Ja, wir müssen vieles von dem, was Sie in Ihrer fünfjährigen Regierungsverantwortung angerichtet haben, korrigieren. Das schaffen wir nicht von heute auf morgen.
Ich will Ihnen einmal den Unterschied zwischen Ihrer und unserer Politik verdeutlichen und das mit den Worten des Wuppertaler Oberbürgermeisters Peter Jung von der CDU – er ist also keiner von uns – unterlegen.
Die geänderte kommunalpolitische Linie beinhaltet, der kommunalen Familie wieder auf Augenhöhe zu begegnen und sie in die Lage zu versetzen, und zwar auch mit Landesmitteln, wieder finanzielle Stabilität zu erlangen. Ich weiß, das ist nicht allein mit Landesmitteln zu erreichen; ich weiß, dafür braucht es vor allem die Unterstützung des Bundes. Ich will Sie daran erinnern, Herr Kollege Laumann, dass wir in diesem Hohen Haus – Sie mit uns gemeinsam – im Jahre 2010 in einer Sondersitzung an den Bund appelliert haben, endlich 50 % der in den Kommunen anfallenden sozialen Lasten zu übernehmen.
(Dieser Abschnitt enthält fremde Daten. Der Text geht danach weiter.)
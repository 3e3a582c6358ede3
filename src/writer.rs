//! Document writer capability and the bundled single-page PDF backend.

use crate::rendering::{ImageFormat, Orientation};
use crate::{Error, Result};
use lopdf::content::{Content, Operation};
use lopdf::{dictionary, Dictionary, Document, Object, Stream};
use serde::{Deserialize, Serialize};
use std::path::{Path, PathBuf};

/// Length unit used for placement coordinates
#[derive(Debug, Clone, Copy, PartialEq, Eq, Serialize, Deserialize)]
#[serde(rename_all = "lowercase")]
pub enum Unit {
    Mm,
    Pt,
    Px,
    In,
}

impl Unit {
    pub fn to_points(&self, v: f64) -> f64 {
        match self {
            Unit::Mm => v * 72.0 / 25.4,
            Unit::Pt => v,
            Unit::Px => v * 0.75,
            Unit::In => v * 72.0,
        }
    }
}

/// Physical paper size, in portrait millimetres
#[derive(Debug, Clone, Copy, PartialEq, Serialize, Deserialize)]
#[serde(rename_all = "lowercase")]
pub enum PageFormat {
    A4,
    A5,
    Letter,
    Legal,
    Custom { width: f64, height: f64 },
}

impl PageFormat {
    pub fn size_mm(&self) -> (f64, f64) {
        match *self {
            PageFormat::A4 => (210.0, 297.0),
            PageFormat::A5 => (148.0, 210.0),
            PageFormat::Letter => (215.9, 279.4),
            PageFormat::Legal => (215.9, 355.6),
            PageFormat::Custom { width, height } => (width, height),
        }
    }
}

#[derive(Debug, Clone, Copy, PartialEq)]
pub struct WriterOptions {
    pub orientation: Orientation,
    pub unit: Unit,
    pub format: PageFormat,
}

/// Assembles one output document
pub trait DocumentWriter: Send {
    /// Place an encoded image with its top-left corner at (`x`, `y`),
    /// measured from the top-left of the page in the writer's unit.
    fn add_image(&mut self, data: &[u8], format: ImageFormat, x: f64, y: f64, w: f64, h: f64) -> Result<()>;

    /// Write the document under `filename`. Either the complete file is
    /// written or nothing is.
    fn save(self: Box<Self>, filename: &str) -> Result<PathBuf>;
}

pub trait WriterFactory: Send + Sync {
    fn create(&self, options: WriterOptions) -> Result<Box<dyn DocumentWriter>>;
}

/// Creates PDF writers that save into `output_dir`
#[derive(Debug, Clone)]
pub struct PdfWriterFactory {
    output_dir: PathBuf,
}

impl PdfWriterFactory {
    pub fn new(output_dir: impl Into<PathBuf>) -> Self {
        Self {
            output_dir: output_dir.into(),
        }
    }
}

impl WriterFactory for PdfWriterFactory {
    fn create(&self, options: WriterOptions) -> Result<Box<dyn DocumentWriter>> {
        Ok(Box::new(PdfDocumentWriter::new(&self.output_dir, options)))
    }
}

struct PlacedImage {
    data: Vec<u8>,
    format: ImageFormat,
    // points, PDF user space (origin bottom-left)
    x: f64,
    y: f64,
    w: f64,
    h: f64,
}

pub struct PdfDocumentWriter {
    output_dir: PathBuf,
    unit: Unit,
    page_width: f64,
    page_height: f64,
    images: Vec<PlacedImage>,
}

impl PdfDocumentWriter {
    pub fn new(output_dir: &Path, options: WriterOptions) -> Self {
        let (w, h) = options.format.size_mm();
        let (short, long) = (w.min(h), w.max(h));
        let (w, h) = match options.orientation {
            Orientation::Portrait => (short, long),
            Orientation::Landscape => (long, short),
        };
        Self {
            output_dir: output_dir.to_path_buf(),
            unit: options.unit,
            page_width: Unit::Mm.to_points(w),
            page_height: Unit::Mm.to_points(h),
            images: Vec::new(),
        }
    }

    /// Page size in points
    pub fn page_size(&self) -> (f64, f64) {
        (self.page_width, self.page_height)
    }

    fn image_objects(doc: &mut Document, img: &PlacedImage) -> Result<Stream> {
        let decoded = image::load_from_memory(&img.data)?;
        let (width, height) = (decoded.width() as i64, decoded.height() as i64);
        match img.format {
            ImageFormat::Jpeg => Ok(Stream::new(
                dictionary! {
                    "Type" => "XObject",
                    "Subtype" => "Image",
                    "Width" => width,
                    "Height" => height,
                    "ColorSpace" => "DeviceRGB",
                    "BitsPerComponent" => 8,
                    "Filter" => "DCTDecode",
                },
                img.data.clone(),
            )),
            ImageFormat::Png => {
                let rgba = decoded.to_rgba8();
                let mut rgb = Vec::with_capacity(rgba.len() / 4 * 3);
                let mut alpha = Vec::with_capacity(rgba.len() / 4);
                for px in rgba.pixels() {
                    rgb.extend_from_slice(&px.0[..3]);
                    alpha.push(px.0[3]);
                }
                let mut dict = dictionary! {
                    "Type" => "XObject",
                    "Subtype" => "Image",
                    "Width" => width,
                    "Height" => height,
                    "ColorSpace" => "DeviceRGB",
                    "BitsPerComponent" => 8,
                };
                if alpha.iter().any(|&a| a != 255) {
                    let smask = Stream::new(
                        dictionary! {
                            "Type" => "XObject",
                            "Subtype" => "Image",
                            "Width" => width,
                            "Height" => height,
                            "ColorSpace" => "DeviceGray",
                            "BitsPerComponent" => 8,
                        },
                        alpha,
                    );
                    let smask_id = doc.add_object(smask);
                    dict.set("SMask", smask_id);
                }
                Ok(Stream::new(dict, rgb))
            }
        }
    }

    /// Serialize the page into PDF bytes.
    pub fn to_bytes(&self) -> Result<Vec<u8>> {
        let mut doc = Document::with_version("1.7");
        let pages_id = doc.new_object_id();

        let mut xobjects = Dictionary::new();
        let mut operations = Vec::new();
        for (i, img) in self.images.iter().enumerate() {
            let name = format!("Im{}", i + 1);
            let stream = Self::image_objects(&mut doc, img)?;
            let image_id = doc.add_object(stream);
            xobjects.set(name.as_bytes().to_vec(), image_id);

            operations.push(Operation::new("q", vec![]));
            operations.push(Operation::new(
                "cm",
                vec![
                    (img.w as f32).into(),
                    0.into(),
                    0.into(),
                    (img.h as f32).into(),
                    (img.x as f32).into(),
                    (img.y as f32).into(),
                ],
            ));
            operations.push(Operation::new("Do", vec![Object::Name(name.into_bytes())]));
            operations.push(Operation::new("Q", vec![]));
        }

        let content = Content { operations };
        let content_id = doc.add_object(Stream::new(dictionary! {}, content.encode()?));
        let resources_id = doc.add_object(dictionary! {
            "XObject" => xobjects,
        });
        let page_id = doc.add_object(dictionary! {
            "Type" => "Page",
            "Parent" => pages_id,
            "MediaBox" => vec![
                0.into(),
                0.into(),
                (self.page_width as f32).into(),
                (self.page_height as f32).into(),
            ],
            "Contents" => content_id,
            "Resources" => resources_id,
        });
        doc.objects.insert(
            pages_id,
            Object::Dictionary(dictionary! {
                "Type" => "Pages",
                "Kids" => vec![page_id.into()],
                "Count" => 1,
            }),
        );
        let catalog_id = doc.add_object(dictionary! {
            "Type" => "Catalog",
            "Pages" => pages_id,
        });
        doc.trailer.set("Root", catalog_id);

        let mut buf = Vec::new();
        doc.save_to(&mut buf)?;
        Ok(buf)
    }
}

impl DocumentWriter for PdfDocumentWriter {
    fn add_image(&mut self, data: &[u8], format: ImageFormat, x: f64, y: f64, w: f64, h: f64) -> Result<()> {
        if !(w > 0.0 && h > 0.0) {
            return Err(Error::DocumentWrite(format!("image size {}x{} is not positive", w, h)));
        }
        let (x, y, w, h) = (
            self.unit.to_points(x),
            self.unit.to_points(y),
            self.unit.to_points(w),
            self.unit.to_points(h),
        );
        self.images.push(PlacedImage {
            data: data.to_vec(),
            format,
            x,
            y: self.page_height - y - h,
            w,
            h,
        });
        Ok(())
    }

    fn save(self: Box<Self>, filename: &str) -> Result<PathBuf> {
        let bytes = self.to_bytes()?;
        let target = self.output_dir.join(filename);
        let partial = self.output_dir.join(format!(".{}.part", filename));

        if let Err(e) = std::fs::write(&partial, &bytes) {
            let _ = std::fs::remove_file(&partial);
            return Err(Error::DocumentWrite(format!("writing {}: {}", partial.display(), e)));
        }
        if let Err(e) = std::fs::rename(&partial, &target) {
            let _ = std::fs::remove_file(&partial);
            return Err(Error::DocumentWrite(format!("saving {}: {}", target.display(), e)));
        }
        log::info!("Saved {} ({} bytes)", target.display(), bytes.len());
        Ok(target)
    }
}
Wir haben auch an die eigene Adresse Anforderungen formuliert. Wir haben bisher unser Wort eingehalten. Der Bund hat überhaupt noch nicht reagiert. Ich habe nicht gehört, dass von der NRW-CDU irgendeine Initiative in Richtung Bundesregierung unternommen worden wäre, um dieses Versprechen einzulösen.